Dataset entries:
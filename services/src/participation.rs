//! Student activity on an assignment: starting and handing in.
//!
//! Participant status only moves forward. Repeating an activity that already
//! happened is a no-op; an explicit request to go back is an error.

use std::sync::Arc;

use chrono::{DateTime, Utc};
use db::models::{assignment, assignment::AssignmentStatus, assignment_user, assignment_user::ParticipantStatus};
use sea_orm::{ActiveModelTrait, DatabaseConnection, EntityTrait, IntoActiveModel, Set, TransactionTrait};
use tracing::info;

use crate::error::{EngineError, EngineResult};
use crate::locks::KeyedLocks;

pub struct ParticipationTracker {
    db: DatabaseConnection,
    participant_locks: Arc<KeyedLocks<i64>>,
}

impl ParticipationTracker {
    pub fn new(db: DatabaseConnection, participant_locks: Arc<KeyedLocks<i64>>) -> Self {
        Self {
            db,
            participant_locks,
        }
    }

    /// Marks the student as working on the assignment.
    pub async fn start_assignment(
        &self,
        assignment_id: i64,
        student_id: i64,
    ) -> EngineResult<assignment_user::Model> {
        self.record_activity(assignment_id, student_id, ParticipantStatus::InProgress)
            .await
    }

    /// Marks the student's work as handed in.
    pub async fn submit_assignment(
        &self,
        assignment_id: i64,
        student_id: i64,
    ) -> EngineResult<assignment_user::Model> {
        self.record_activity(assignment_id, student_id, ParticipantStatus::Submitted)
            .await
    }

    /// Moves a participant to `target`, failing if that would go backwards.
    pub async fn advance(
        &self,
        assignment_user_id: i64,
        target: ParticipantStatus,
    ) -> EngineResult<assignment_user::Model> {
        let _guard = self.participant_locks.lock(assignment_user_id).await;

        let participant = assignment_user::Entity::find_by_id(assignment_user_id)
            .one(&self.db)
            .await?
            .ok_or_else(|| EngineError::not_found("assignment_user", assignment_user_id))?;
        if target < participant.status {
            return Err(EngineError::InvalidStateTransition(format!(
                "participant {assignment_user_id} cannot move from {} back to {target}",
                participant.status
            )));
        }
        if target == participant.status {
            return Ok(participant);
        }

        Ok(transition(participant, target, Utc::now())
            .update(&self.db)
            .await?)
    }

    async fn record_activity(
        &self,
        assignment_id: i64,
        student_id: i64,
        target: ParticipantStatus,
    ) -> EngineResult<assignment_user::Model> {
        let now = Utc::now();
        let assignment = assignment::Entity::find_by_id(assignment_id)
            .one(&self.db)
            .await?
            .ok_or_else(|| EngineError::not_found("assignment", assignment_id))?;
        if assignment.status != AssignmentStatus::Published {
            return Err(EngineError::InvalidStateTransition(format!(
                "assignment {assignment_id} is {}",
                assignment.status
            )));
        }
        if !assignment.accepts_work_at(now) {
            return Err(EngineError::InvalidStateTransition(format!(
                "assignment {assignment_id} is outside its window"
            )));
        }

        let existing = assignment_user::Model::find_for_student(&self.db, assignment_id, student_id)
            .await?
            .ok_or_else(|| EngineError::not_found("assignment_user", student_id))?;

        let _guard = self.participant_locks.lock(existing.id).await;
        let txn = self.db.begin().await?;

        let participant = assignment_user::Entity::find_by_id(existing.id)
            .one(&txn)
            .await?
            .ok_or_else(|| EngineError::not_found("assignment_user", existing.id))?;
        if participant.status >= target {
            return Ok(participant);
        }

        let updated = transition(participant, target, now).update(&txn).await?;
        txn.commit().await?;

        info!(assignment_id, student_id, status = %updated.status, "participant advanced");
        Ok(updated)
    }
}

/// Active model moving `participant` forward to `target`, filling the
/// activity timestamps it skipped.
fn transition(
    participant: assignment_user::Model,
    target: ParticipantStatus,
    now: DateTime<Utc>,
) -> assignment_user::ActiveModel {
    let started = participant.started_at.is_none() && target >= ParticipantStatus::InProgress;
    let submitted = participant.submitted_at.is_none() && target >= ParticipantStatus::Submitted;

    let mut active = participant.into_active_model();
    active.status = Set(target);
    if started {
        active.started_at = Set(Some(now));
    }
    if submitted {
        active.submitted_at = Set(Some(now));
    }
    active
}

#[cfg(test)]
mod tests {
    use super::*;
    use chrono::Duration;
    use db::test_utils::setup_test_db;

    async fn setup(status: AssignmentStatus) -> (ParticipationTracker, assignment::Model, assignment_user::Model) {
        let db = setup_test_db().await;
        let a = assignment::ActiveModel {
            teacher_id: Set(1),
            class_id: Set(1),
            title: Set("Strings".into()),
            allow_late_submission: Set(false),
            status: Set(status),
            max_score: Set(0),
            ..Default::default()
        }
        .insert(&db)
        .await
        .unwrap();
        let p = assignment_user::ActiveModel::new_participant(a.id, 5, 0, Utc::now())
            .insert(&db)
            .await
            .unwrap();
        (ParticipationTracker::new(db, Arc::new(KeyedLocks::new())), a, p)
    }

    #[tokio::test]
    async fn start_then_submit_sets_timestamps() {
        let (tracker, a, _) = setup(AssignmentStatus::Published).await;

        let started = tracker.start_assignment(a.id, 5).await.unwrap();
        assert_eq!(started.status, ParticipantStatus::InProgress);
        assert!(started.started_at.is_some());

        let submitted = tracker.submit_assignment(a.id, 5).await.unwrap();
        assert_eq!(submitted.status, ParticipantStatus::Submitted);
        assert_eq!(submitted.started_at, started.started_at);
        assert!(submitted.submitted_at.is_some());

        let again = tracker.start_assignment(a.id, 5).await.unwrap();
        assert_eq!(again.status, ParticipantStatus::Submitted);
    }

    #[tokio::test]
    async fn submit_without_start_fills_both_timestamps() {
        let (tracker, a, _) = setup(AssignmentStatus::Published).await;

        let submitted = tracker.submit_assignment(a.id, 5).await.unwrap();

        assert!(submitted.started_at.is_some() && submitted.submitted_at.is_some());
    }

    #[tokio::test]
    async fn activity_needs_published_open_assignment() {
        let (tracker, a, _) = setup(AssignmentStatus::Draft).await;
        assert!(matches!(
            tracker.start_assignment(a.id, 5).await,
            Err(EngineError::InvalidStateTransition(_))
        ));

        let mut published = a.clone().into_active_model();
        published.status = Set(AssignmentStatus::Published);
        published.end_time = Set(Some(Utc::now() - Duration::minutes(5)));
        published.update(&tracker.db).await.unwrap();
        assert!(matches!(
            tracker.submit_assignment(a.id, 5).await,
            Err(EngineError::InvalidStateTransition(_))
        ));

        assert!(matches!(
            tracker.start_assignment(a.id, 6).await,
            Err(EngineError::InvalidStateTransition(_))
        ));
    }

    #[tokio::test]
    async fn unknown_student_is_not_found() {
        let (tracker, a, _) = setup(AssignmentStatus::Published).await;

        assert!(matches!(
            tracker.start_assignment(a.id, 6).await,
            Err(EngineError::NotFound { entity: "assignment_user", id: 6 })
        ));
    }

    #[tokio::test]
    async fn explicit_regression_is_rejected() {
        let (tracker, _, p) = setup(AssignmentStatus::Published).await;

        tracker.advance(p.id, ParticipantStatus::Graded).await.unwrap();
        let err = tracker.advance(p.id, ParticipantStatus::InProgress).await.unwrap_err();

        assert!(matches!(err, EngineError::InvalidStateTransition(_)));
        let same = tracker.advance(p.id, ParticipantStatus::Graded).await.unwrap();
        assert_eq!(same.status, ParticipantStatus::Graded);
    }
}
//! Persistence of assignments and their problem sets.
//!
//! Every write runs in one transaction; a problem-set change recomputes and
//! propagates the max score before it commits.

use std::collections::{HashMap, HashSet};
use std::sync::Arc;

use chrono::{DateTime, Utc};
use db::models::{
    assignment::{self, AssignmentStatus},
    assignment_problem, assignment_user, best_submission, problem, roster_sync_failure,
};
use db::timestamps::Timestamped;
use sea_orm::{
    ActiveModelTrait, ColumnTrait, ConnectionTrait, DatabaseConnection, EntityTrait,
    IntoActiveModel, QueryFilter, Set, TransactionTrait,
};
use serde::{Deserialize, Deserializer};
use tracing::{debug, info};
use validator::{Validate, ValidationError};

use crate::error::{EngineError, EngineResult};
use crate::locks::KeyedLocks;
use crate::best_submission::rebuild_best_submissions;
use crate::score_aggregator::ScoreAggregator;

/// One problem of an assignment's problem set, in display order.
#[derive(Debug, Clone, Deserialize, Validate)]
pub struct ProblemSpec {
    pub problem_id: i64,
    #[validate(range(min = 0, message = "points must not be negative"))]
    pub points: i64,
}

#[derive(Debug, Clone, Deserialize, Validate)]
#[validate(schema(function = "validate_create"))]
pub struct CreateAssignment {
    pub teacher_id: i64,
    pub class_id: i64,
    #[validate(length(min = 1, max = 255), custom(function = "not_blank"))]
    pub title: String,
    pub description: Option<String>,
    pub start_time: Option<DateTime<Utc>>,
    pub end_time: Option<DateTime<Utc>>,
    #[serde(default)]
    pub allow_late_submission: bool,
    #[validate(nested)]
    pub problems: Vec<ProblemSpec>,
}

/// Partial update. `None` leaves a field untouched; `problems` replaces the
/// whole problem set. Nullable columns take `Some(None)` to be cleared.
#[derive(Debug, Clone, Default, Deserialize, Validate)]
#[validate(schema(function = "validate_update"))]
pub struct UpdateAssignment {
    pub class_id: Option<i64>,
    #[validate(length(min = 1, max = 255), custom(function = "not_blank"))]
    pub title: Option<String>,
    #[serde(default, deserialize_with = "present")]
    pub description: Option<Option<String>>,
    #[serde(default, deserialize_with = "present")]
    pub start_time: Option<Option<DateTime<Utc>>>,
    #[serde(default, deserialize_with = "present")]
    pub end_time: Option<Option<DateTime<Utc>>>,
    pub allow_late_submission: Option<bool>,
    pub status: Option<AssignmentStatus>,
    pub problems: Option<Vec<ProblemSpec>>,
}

## THE PROBLEM:
Looking at the entries above, copy out every line in which "InProgress" occurs.

## SOLUTION TO THE PROBLEM:
        self.record_activity(assignment_id, student_id, ParticipantStatus::InProgress)
    let started = participant.started_at.is_none() && target >= ParticipantStatus::InProgress;
        assert_eq!(started.status, ParticipantStatus::InProgress);
        let err = tracker.advance(p.id, ParticipantStatus::InProgress).await.unwrap_err();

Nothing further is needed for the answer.